This week’s earth-shattering event wasn’t Jeremy Corbyn finally getting it into his head that opposing the government might be a way to win some votes, or Michael Gove pretending that banning plastic straws was something he could do to save the world if only that pesky EU wasn’t stopping him, dang nabbit. Oh no.
It was the death of Nic Grundy. Who never existed. For those few beyond the Pale who don’t know, the Grundy family are the local yokels in BBC Radio 4’s hardy perennial drama The Archers, billed as an everyday story of country folk. It’s markedly light on things like incest and racism compared to every country village I’ve lived in, where I’ve heard the district nurse insisting that two local families hadn’t managed to get out enough on a Saturday night in her professional opinion. But as radio drama goes, it does, every evening after the seven o’clock news and a marathon collation on Sunday for the weekly worship. Clary and Eddie begat Wiwyum and Edwurd and Wiwyum shacked up with Emmer. Except she got very bored very fast and one Christmas took up with Edwurd while Wiwyum was off to the shops, so far as I could gather. I’m going to stop the voices now because it’s getting silly. Er.

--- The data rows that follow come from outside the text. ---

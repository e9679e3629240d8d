use std::path::{Path, PathBuf};
use std::process::Stdio;
use std::time::Duration;

use nix::sys::signal::{self, Signal};
use nix::unistd::Pid;
use serde::Deserialize;
use tokio::{io::AsyncWriteExt, process::Command, time};
use tracing::{debug, warn};

use crate::error::Error;

/// Harness the worker interpreter runs via `-c`. It reads the snippet
/// from stdin, executes it against a fresh builtins-only namespace with
/// stdout/stderr swapped for private buffers, and emits exactly one JSON
/// record on its real stdout once the original stream bindings are back.
/// The working directory, when given as `argv[1]`, is changed only inside
/// this process image; a missing directory raises through the same path
/// as a snippet exception.
const HARNESS: &str = r#"
import io
import json
import os
import sys
import traceback

code = sys.stdin.read()
workdir = sys.argv[1] if len(sys.argv) > 1 else None
record = {"stdout": "", "stderr": "", "exit_code": 1, "success": False}
out_buf = io.StringIO()
err_buf = io.StringIO()
real_out, real_err = sys.stdout, sys.stderr
home = os.getcwd()
moved = False
sys.stdout, sys.stderr = out_buf, err_buf
try:
    if workdir is not None:
        if os.path.isdir(workdir):
            os.chdir(workdir)
            moved = True
        else:
            raise FileNotFoundError(
                "working directory '%s' does not exist or is not a directory"
                % workdir)
    scope = {"__builtins__": __builtins__}
    exec(compile(code, "<snippet>", "exec"), scope, scope)
    record["stdout"] = out_buf.getvalue()
    record["stderr"] = err_buf.getvalue()
    record["exit_code"] = 0
    record["success"] = True
except BaseException as exc:
    record["stdout"] = out_buf.getvalue()
    record["stderr"] = "\n".join(
        [err_buf.getvalue(), str(exc), traceback.format_exc()]).strip()
finally:
    sys.stdout, sys.stderr = real_out, real_err
    if moved:
        os.chdir(home)
json.dump(record, sys.stdout)
"#;

/// Result record the harness sends back across the process boundary.
#[derive(Debug, Deserialize)]
pub struct WorkerRecord {
    pub stdout: String,
    pub stderr: String,
    pub exit_code: i32,
    pub success: bool,
}

pub enum WorkerOutcome {
    Completed(WorkerRecord),
    TimedOut,
}

/// One isolated worker process running one snippet.
pub struct Worker {
    interpreter: PathBuf,
    grace: Duration,
}

impl Worker {
    pub fn new(interpreter: PathBuf, grace: Duration) -> Self {
        Self { interpreter, grace }
    }

    /// Spawn the worker, feed it the snippet, and wait up to `timeout`
    /// for its record. On expiry the worker is terminated (SIGTERM, then
    /// SIGKILL after the grace period) and `TimedOut` is returned.
    pub async fn run(
        &self,
        code: &str,
        working_directory: Option<&Path>,
        timeout: Duration,
    ) -> Result<WorkerOutcome, Error> {
        let mut command = Command::new(&self.interpreter);
        command
            .arg("-c")
            .arg(HARNESS)
            .stdin(Stdio::piped())
            .stdout(Stdio::piped())
            .stderr(Stdio::piped());
        if let Some(dir) = working_directory {
            command.arg(dir);
        }

        debug!("Spawning worker: {}", self.interpreter.display());

        let mut child = command
            .spawn()
            .map_err(|e| Error::Worker(format!("Failed to spawn worker: {}", e)))?;
        let mut stdin = child
            .stdin
            .take()
            .ok_or_else(|| Error::Worker("Worker stdin was not captured".to_string()))?;
        let id = child.id();

        // Feeding stdin and collecting output both count against the
        // timeout; wait_with_output drains stdout/stderr while waiting.
        let wait = async move {
            stdin.write_all(code.as_bytes()).await?;
            drop(stdin);
            child.wait_with_output().await
        };

        match time::timeout(timeout, wait).await {
            Ok(Ok(output)) => Ok(WorkerOutcome::Completed(decode(output))),
            Ok(Err(e)) => Err(Error::Worker(format!("Worker process error: {}", e))),
            Err(_) => {
                if let Some(id) = id {
                    self.kill(id).await;
                }
                Ok(WorkerOutcome::TimedOut)
            }
        }
    }

    async fn kill(&self, id: u32) {
        let pid = Pid::from_raw(id as i32);
        debug!("Terminating worker {} after timeout", id);
        if signal::kill(pid, Signal::SIGTERM).is_err() {
            // Already gone
            return;
        }
        time::sleep(self.grace).await;
        if signal::kill(pid, None).is_ok() {
            warn!("Worker {} survived SIGTERM, sending SIGKILL", id);
            let _ = signal::kill(pid, Signal::SIGKILL);
        }
    }
}

/// Decode the record from the worker's real stdout. A worker that died
/// without emitting one (os._exit, a segfaulting extension module) is
/// reported as a failure record carrying its exit status and raw stderr;
/// the crash stays contained behind the process boundary.
fn decode(output: std::process::Output) -> WorkerRecord {
    let stdout = String::from_utf8_lossy(&output.stdout);
    match serde_json::from_str(stdout.trim()) {
        Ok(record) => record,
        Err(e) => {
            let stderr = String::from_utf8_lossy(&output.stderr);
            warn!(
                "Worker exited without a result record ({}): {}",
                output.status, e
            );
            WorkerRecord {
                stdout: String::new(),
                stderr: format!(
                    "Worker terminated without a result ({}): {}",
                    output.status,
                    stderr.trim()
                ),
                exit_code: 1,
                success: false,
            }
        }
    }
}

After a breakdown William took up with Nicola, whose name was obviously shortened to Nic who this week cut her arm on an old picture frame and shortly thereafter died. Several people online claimed, with a straight face, that they were in mourning. Not ‘moved by the drama.’ Not ‘touched’ but ‘in mourning. Not for 300,000 people being homeless. Not for 100,000 people dying unnecessarily in the UK thanks to government spending cuts according to the UN, but because a minor character in a radio soap has been written out. The words ‘moral compass’ seem a bit pointless some days.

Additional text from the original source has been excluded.